***** Data

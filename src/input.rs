//! Keyboard mapping to app commands.

use crossterm::event::{KeyCode, KeyEvent, KeyModifiers};

use crate::models::Screen;

/// What a key press asks the app to do
#[derive(Debug, Clone, Copy, PartialEq, Eq)]
pub enum Command {
    Quit,
    Back,
    Show(Screen),

    // Text entry
    InputChar(char),
    InputBackspace,
    Submit,

    // Setup
    NextField,
    PrevField,
    Adjust { forward: bool },
    Toggle,
    RemoveTeam,
    StartMatch,

    // Play
    DrawCard,
    StartTurn,
    ScoreCurrent,
    ScoreTeam(usize),
    Pass,
    FinishTurn,
    NextTeam,
    ToggleCard,
    GenerateCard,
    NewMatch,
    ResetMatch,
    ClearAi,

    // Generator
    CycleCategory { forward: bool },
    CycleDifficulty { forward: bool },
    AdjustCount(i32),
    GenerateBatch,
    AcceptPreview,
    DiscardPreview,

    // Stats
    ExportAnalytics,

    // API key
    ForgetApiKey,
}

fn function_key(code: KeyCode) -> Option<Command> {
    match code {
        KeyCode::F(1) => Some(Command::Show(Screen::Setup)),
        KeyCode::F(2) => Some(Command::Show(Screen::Play)),
        KeyCode::F(3) => Some(Command::Show(Screen::Generator)),
        KeyCode::F(4) => Some(Command::Show(Screen::Stats)),
        KeyCode::F(5) => Some(Command::Show(Screen::ApiKey)),
        _ => None,
    }
}

/// Text fields take every printable key
fn text_entry(key: KeyEvent) -> Option<Command> {
    match key.code {
        KeyCode::Char(c) if !key.modifiers.contains(KeyModifiers::CONTROL) => {
            Some(Command::InputChar(c))
        }
        KeyCode::Backspace => Some(Command::InputBackspace),
        KeyCode::Enter => Some(Command::Submit),
        _ => None,
    }
}

fn setup_key(key: KeyEvent, editing: bool) -> Option<Command> {
    match key.code {
        KeyCode::Tab | KeyCode::Down => return Some(Command::NextField),
        KeyCode::BackTab | KeyCode::Up => return Some(Command::PrevField),
        KeyCode::Left => return Some(Command::Adjust { forward: false }),
        KeyCode::Right => return Some(Command::Adjust { forward: true }),
        KeyCode::Esc => return Some(Command::Back),
        _ => {}
    }
    if editing {
        return text_entry(key);
    }
    match key.code {
        KeyCode::Char(' ') => Some(Command::Toggle),
        KeyCode::Delete | KeyCode::Backspace | KeyCode::Char('x') => Some(Command::RemoveTeam),
        KeyCode::Enter | KeyCode::Char('s') => Some(Command::StartMatch),
        KeyCode::Char('g') => Some(Command::Show(Screen::Generator)),
        KeyCode::Char('t') => Some(Command::Show(Screen::Stats)),
        KeyCode::Char('k') => Some(Command::Show(Screen::ApiKey)),
        KeyCode::Char('q') => Some(Command::Quit),
        _ => None,
    }
}

fn play_key(key: KeyEvent) -> Option<Command> {
    match key.code {
        KeyCode::Char('d') => Some(Command::DrawCard),
        KeyCode::Char(' ') => Some(Command::StartTurn),
        KeyCode::Enter | KeyCode::Char('+') => Some(Command::ScoreCurrent),
        KeyCode::Char(c @ '1'..='9') => {
            c.to_digit(10).map(|d| Command::ScoreTeam(d as usize - 1))
        }
        KeyCode::Char('p') => Some(Command::Pass),
        KeyCode::Char('e') => Some(Command::FinishTurn),
        KeyCode::Char('n') => Some(Command::NextTeam),
        KeyCode::Char('v') => Some(Command::ToggleCard),
        KeyCode::Char('i') => Some(Command::GenerateCard),
        KeyCode::Char('r') => Some(Command::NewMatch),
        KeyCode::Char('R') => Some(Command::ResetMatch),
        KeyCode::Char('c') => Some(Command::ClearAi),
        KeyCode::Char('g') => Some(Command::Show(Screen::Generator)),
        KeyCode::Char('t') => Some(Command::Show(Screen::Stats)),
        KeyCode::Char('k') => Some(Command::Show(Screen::ApiKey)),
        KeyCode::Char('s') | KeyCode::Esc => Some(Command::Back),
        KeyCode::Char('q') => Some(Command::Quit),
        _ => None,
    }
}

fn generator_key(key: KeyEvent) -> Option<Command> {
    match key.code {
        KeyCode::Left => Some(Command::CycleCategory { forward: false }),
        KeyCode::Right => Some(Command::CycleCategory { forward: true }),
        KeyCode::Up => Some(Command::CycleDifficulty { forward: true }),
        KeyCode::Down => Some(Command::CycleDifficulty { forward: false }),
        KeyCode::Char('+') | KeyCode::Char('=') => Some(Command::AdjustCount(1)),
        KeyCode::Char('-') => Some(Command::AdjustCount(-1)),
        KeyCode::Enter | KeyCode::Char('b') => Some(Command::GenerateBatch),
        KeyCode::Char('i') => Some(Command::GenerateCard),
        KeyCode::Char('a') => Some(Command::AcceptPreview),
        KeyCode::Char('x') => Some(Command::DiscardPreview),
        KeyCode::Char('c') => Some(Command::ClearAi),
        KeyCode::Esc => Some(Command::Back),
        KeyCode::Char('q') => Some(Command::Quit),
        _ => None,
    }
}

fn stats_key(key: KeyEvent) -> Option<Command> {
    match key.code {
        KeyCode::Char('e') => Some(Command::ExportAnalytics),
        KeyCode::Esc => Some(Command::Back),
        KeyCode::Char('q') => Some(Command::Quit),
        _ => None,
    }
}

fn api_key_key(key: KeyEvent) -> Option<Command> {
    match key.code {
        KeyCode::Esc => Some(Command::Back),
        KeyCode::Char('d') if key.modifiers.contains(KeyModifiers::CONTROL) => {
            Some(Command::ForgetApiKey)
        }
        _ => text_entry(key),
    }
}

/// Map a key event on `screen` to a command.
///
/// `editing` is true while a text field on the setup screen has focus;
/// letters are then typed instead of triggering shortcuts.
pub fn map_key(screen: Screen, key: KeyEvent, editing: bool) -> Option<Command> {
    if key.modifiers.contains(KeyModifiers::CONTROL) && key.code == KeyCode::Char('c') {
        return Some(Command::Quit);
    }
    if let Some(command) = function_key(key.code) {
        return Some(command);
    }
    match screen {
        Screen::Setup => setup_key(key, editing),
        Screen::Play => play_key(key),
        Screen::Generator => generator_key(key),
        Screen::Stats => stats_key(key),
        Screen::ApiKey => api_key_key(key),
    }
}

#[cfg(test)]
mod tests {
    use super::*;

    fn key(code: KeyCode) -> KeyEvent {
        KeyEvent::new(code, KeyModifiers::NONE)
    }

    fn ctrl(c: char) -> KeyEvent {
        KeyEvent::new(KeyCode::Char(c), KeyModifiers::CONTROL)
    }

    #[test]
    fn test_ctrl_c_quits_everywhere() {
        for screen in [Screen::Setup, Screen::Play, Screen::ApiKey] {
            assert_eq!(map_key(screen, ctrl('c'), true), Some(Command::Quit));
        }
    }

    #[test]
    fn test_function_keys_switch_screens() {
        assert_eq!(
            map_key(Screen::Setup, key(KeyCode::F(4)), true),
            Some(Command::Show(Screen::Stats))
        );
    }

    #[test]
    fn test_setup_typing_vs_shortcuts() {
        assert_eq!(
            map_key(Screen::Setup, key(KeyCode::Char('q')), true),
            Some(Command::InputChar('q'))
        );
        assert_eq!(map_key(Screen::Setup, key(KeyCode::Char('q')), false), Some(Command::Quit));
        assert_eq!(map_key(Screen::Setup, key(KeyCode::Enter), true), Some(Command::Submit));
        assert_eq!(map_key(Screen::Setup, key(KeyCode::Enter), false), Some(Command::StartMatch));
        assert_eq!(map_key(Screen::Setup, key(KeyCode::Tab), true), Some(Command::NextField));
    }

    #[test]
    fn test_play_scoring_keys() {
        assert_eq!(
            map_key(Screen::Play, key(KeyCode::Char('1')), false),
            Some(Command::ScoreTeam(0))
        );
        assert_eq!(
            map_key(Screen::Play, key(KeyCode::Char('9')), false),
            Some(Command::ScoreTeam(8))
        );
        assert_eq!(map_key(Screen::Play, key(KeyCode::Enter), false), Some(Command::ScoreCurrent));
        assert_eq!(map_key(Screen::Play, key(KeyCode::Char('0')), false), None);
    }

    #[test]
    fn test_api_key_modal() {
        assert_eq!(
            map_key(Screen::ApiKey, key(KeyCode::Char('d')), false),
            Some(Command::InputChar('d'))
        );
        assert_eq!(map_key(Screen::ApiKey, ctrl('d'), false), Some(Command::ForgetApiKey));
        assert_eq!(map_key(Screen::ApiKey, key(KeyCode::Esc), false), Some(Command::Back));
    }

    #[test]
    fn test_generator_count_keys() {
        assert_eq!(
            map_key(Screen::Generator, key(KeyCode::Char('-')), false),
            Some(Command::AdjustCount(-1))
        );
        assert_eq!(
            map_key(Screen::Generator, key(KeyCode::Right), false),
            Some(Command::CycleCategory { forward: true })
        );
    }
}
//! Extraction of the prompt array from free-form model output.

use super::GenerationError;

/// Find the first `[...]` span in `text` and parse it as a JSON array.
///
/// The span ends at the first `]` after the first `[`, so models that wrap
/// the array in prose or code fences still parse. Non-string elements are
/// skipped.
pub fn extract_prompts(text: &str) -> Result<Vec<String>, GenerationError> {
    let start = text
        .find('[')
        .ok_or_else(|| GenerationError::Malformed("No JSON array found in response".to_string()))?;
    let end = text[start..]
        .find(']')
        .map(|offset| start + offset)
        .ok_or_else(|| GenerationError::Malformed("No JSON array found in response".to_string()))?;

    let value: serde_json::Value = serde_json::from_str(&text[start..=end])
        .map_err(|e| GenerationError::Malformed(e.to_string()))?;

    let items = value
        .as_array()
        .ok_or_else(|| GenerationError::Malformed("Response is not an array".to_string()))?;

    Ok(items
        .iter()
        .filter_map(|v| v.as_str())
        .map(str::to_string)
        .collect())
}

#[cfg(test)]
mod tests {
    use super::*;

    #[test]
    fn test_extract_plain_array() {
        let prompts = extract_prompts(r#"["gato", "cachorro", "peixe"]"#).unwrap();
        assert_eq!(prompts, vec!["gato", "cachorro", "peixe"]);
    }

    #[test]
    fn test_extract_from_code_fence() {
        let text = "Aqui está:\n```json\n[\n  \"praia\",\n  \"montanha\"\n]\n```\n";
        let prompts = extract_prompts(text).unwrap();
        assert_eq!(prompts, vec!["praia", "montanha"]);
    }

    #[test]
    fn test_no_array_is_malformed() {
        let err = extract_prompts("I cannot help with that.").unwrap_err();
        assert!(matches!(err, GenerationError::Malformed(_)));
    }

    #[test]
    fn test_unterminated_array_is_malformed() {
        assert!(matches!(
            extract_prompts(r#"["a", "b""#),
            Err(GenerationError::Malformed(_))
        ));
    }

    #[test]
    fn test_invalid_json_inside_brackets() {
        assert!(matches!(
            extract_prompts("[gato, cachorro]"),
            Err(GenerationError::Malformed(_))
        ));
    }

    #[test]
    fn test_non_string_items_skipped() {
        let prompts = extract_prompts(r#"["um", 2, null, "três"]"#).unwrap();
        assert_eq!(prompts, vec!["um", "três"]);
    }
}
mod ai;
mod analytics;
mod app;
mod cli;
mod clock;
mod config;
mod deck;
mod game;
mod input;
mod models;
mod storage;
mod theme;
mod timer;
mod ui;
mod utils;

use std::fs::{self, OpenOptions};
use std::io::{self, stdout};
use std::path::Path;
use std::sync::{Arc, Mutex};
use std::time::{Duration, Instant};

use anyhow::Context;
use crossterm::{
    event::{self, Event, KeyEventKind},
    terminal::{disable_raw_mode, enable_raw_mode, EnterAlternateScreen, LeaveAlternateScreen},
    ExecutableCommand,
};
use rand::rngs::StdRng;
use rand::SeedableRng;
use ratatui::prelude::*;
use tracing_subscriber::EnvFilter;

use app::App;
use cli::CliConfig;
use clock::{Clock, SystemClock};
use config::EnvConfig;
use game::{Action, Game};
use models::{load_pool, Settings};
use storage::Store;

fn init_logging(path: &Path, debug: bool) -> anyhow::Result<()> {
    if let Some(parent) = path.parent().filter(|p| !p.as_os_str().is_empty()) {
        fs::create_dir_all(parent)
            .with_context(|| format!("failed to create log directory {}", parent.display()))?;
    }
    let file = OpenOptions::new()
        .create(true)
        .append(true)
        .open(path)
        .with_context(|| format!("failed to open log file {}", path.display()))?;

    let default_level = if debug { "debug" } else { "info" };
    let filter = EnvFilter::try_from_default_env().unwrap_or_else(|_| EnvFilter::new(default_level));

    tracing_subscriber::fmt()
        .with_env_filter(filter)
        .with_writer(Mutex::new(file))
        .with_ansi(false)
        .init();
    Ok(())
}

/// Build the game, resuming the saved one unless `--fresh`
fn load_game(cli: &CliConfig, env: &EnvConfig, store: Option<&Store>) -> anyhow::Result<Game> {
    let pool = load_pool(cli.deck_path.as_deref()).context("failed to load the card deck")?;
    let rng = match cli.seed {
        Some(seed) => StdRng::seed_from_u64(seed),
        None => StdRng::from_entropy(),
    };
    let clock: Arc<dyn Clock> = Arc::new(SystemClock);
    let mut game = Game::new(Settings::from_env(env), pool, clock, rng)
        .with_auto_pass_delay(env.auto_pass_delay);

    if cli.fresh {
        if let Some(store) = store {
            match store.remove(storage::SNAPSHOT_KEY) {
                Ok(()) => tracing::info!("discarded saved game"),
                Err(e) => tracing::warn!(error = %e, "could not discard saved game"),
            }
        }
    } else if let Some(snapshot) = store.and_then(|s| match s.load_snapshot() {
        Ok(snapshot) => snapshot,
        Err(e) => {
            tracing::warn!(error = %e, "could not read saved game");
            None
        }
    }) {
        game.restore(snapshot);
    }

    // A key in the environment fills in for a missing saved one
    if !game.settings().has_api_key() && env.has_gemini_api_key() {
        game.dispatch(Action::SetApiKey(env.gemini_api_key.clone()));
    }
    Ok(game)
}

fn print_stats(game: &Game) -> anyhow::Result<()> {
    let report = analytics::export_analytics(
        game.pool(),
        game.generated_cards(),
        game.generation_log(),
        game.clock().now_millis(),
    );
    println!("{}", serde_json::to_string_pretty(&report)?);
    Ok(())
}

fn main() -> anyhow::Result<()> {
    let cli = cli::parse_args()?;
    let env = EnvConfig::from_env();

    let log_path = cli
        .log_path
        .clone()
        .unwrap_or_else(|| storage::data_dir().join("mimica.log"));
    init_logging(&log_path, env.enable_debug_logs)?;
    tracing::info!(version = cli::VERSION, "starting mimica");
    env.log_summary();

    let db_path = cli.db_path.clone().unwrap_or_else(storage::default_db_path);
    let store = match Store::open(&db_path) {
        Ok(store) => Some(store),
        Err(e) => {
            tracing::error!(error = %e, "running without persistence");
            None
        }
    };

    let game = load_game(&cli, &env, store.as_ref())?;
    if cli.stats {
        return print_stats(&game);
    }

    let runtime = tokio::runtime::Runtime::new().context("failed to start async runtime")?;
    let mut app = App::new(
        game,
        store,
        runtime.handle().clone(),
        &env,
        storage::data_dir(),
        Instant::now(),
    );

    // Setup terminal
    enable_raw_mode()?;
    stdout().execute(EnterAlternateScreen)?;
    let mut terminal = Terminal::new(CrosstermBackend::new(stdout()))?;

    // Run the app
    let result = run(&mut terminal, &mut app);
    app.shutdown(Instant::now());

    // Restore terminal
    disable_raw_mode()?;
    stdout().execute(LeaveAlternateScreen)?;

    if let Err(e) = &result {
        tracing::error!(error = %e, "terminal loop failed");
    }
    Ok(result?)
}

fn run(terminal: &mut Terminal<CrosstermBackend<io::Stdout>>, app: &mut App) -> io::Result<()> {
    while !app.should_quit {
        let now = Instant::now();
        terminal.draw(|frame| ui::draw(frame, app, now))?;

        // Handle input
        if event::poll(Duration::from_millis(100))? {
            if let Event::Key(key) = event::read()? {
                if key.kind == KeyEventKind::Press {
                    if let Some(command) = input::map_key(app.screen, key, app.is_editing()) {
                        app.handle_command(command, Instant::now());
                    }
                }
            }
        }

        app.on_frame(Instant::now());
    }

    Ok(())
}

**********

What is asked for is an exact copy of the lines above from the one containing "KeyCode::Delete | KeyCode::Backspace" through the one containing "KeyCode::Up => Some(Command::CycleDifficulty", and only those.

        KeyCode::Delete | KeyCode::Backspace | KeyCode::Char('x') => Some(Command::RemoveTeam),
        KeyCode::Enter | KeyCode::Char('s') => Some(Command::StartMatch),
        KeyCode::Char('g') => Some(Command::Show(Screen::Generator)),
        KeyCode::Char('t') => Some(Command::Show(Screen::Stats)),
        KeyCode::Char('k') => Some(Command::Show(Screen::ApiKey)),
        KeyCode::Char('q') => Some(Command::Quit),
        _ => None,
    }
}

fn play_key(key: KeyEvent) -> Option<Command> {
    match key.code {
        KeyCode::Char('d') => Some(Command::DrawCard),
        KeyCode::Char(' ') => Some(Command::StartTurn),
        KeyCode::Enter | KeyCode::Char('+') => Some(Command::ScoreCurrent),
        KeyCode::Char(c @ '1'..='9') => {
            c.to_digit(10).map(|d| Command::ScoreTeam(d as usize - 1))
        }
        KeyCode::Char('p') => Some(Command::Pass),
        KeyCode::Char('e') => Some(Command::FinishTurn),
        KeyCode::Char('n') => Some(Command::NextTeam),
        KeyCode::Char('v') => Some(Command::ToggleCard),
        KeyCode::Char('i') => Some(Command::GenerateCard),
        KeyCode::Char('r') => Some(Command::NewMatch),
        KeyCode::Char('R') => Some(Command::ResetMatch),
        KeyCode::Char('c') => Some(Command::ClearAi),
        KeyCode::Char('g') => Some(Command::Show(Screen::Generator)),
        KeyCode::Char('t') => Some(Command::Show(Screen::Stats)),
        KeyCode::Char('k') => Some(Command::Show(Screen::ApiKey)),
        KeyCode::Char('s') | KeyCode::Esc => Some(Command::Back),
        KeyCode::Char('q') => Some(Command::Quit),
        _ => None,
    }
}

fn generator_key(key: KeyEvent) -> Option<Command> {
    match key.code {
        KeyCode::Left => Some(Command::CycleCategory { forward: false }),
        KeyCode::Right => Some(Command::CycleCategory { forward: true }),
        KeyCode::Up => Some(Command::CycleDifficulty { forward: true }),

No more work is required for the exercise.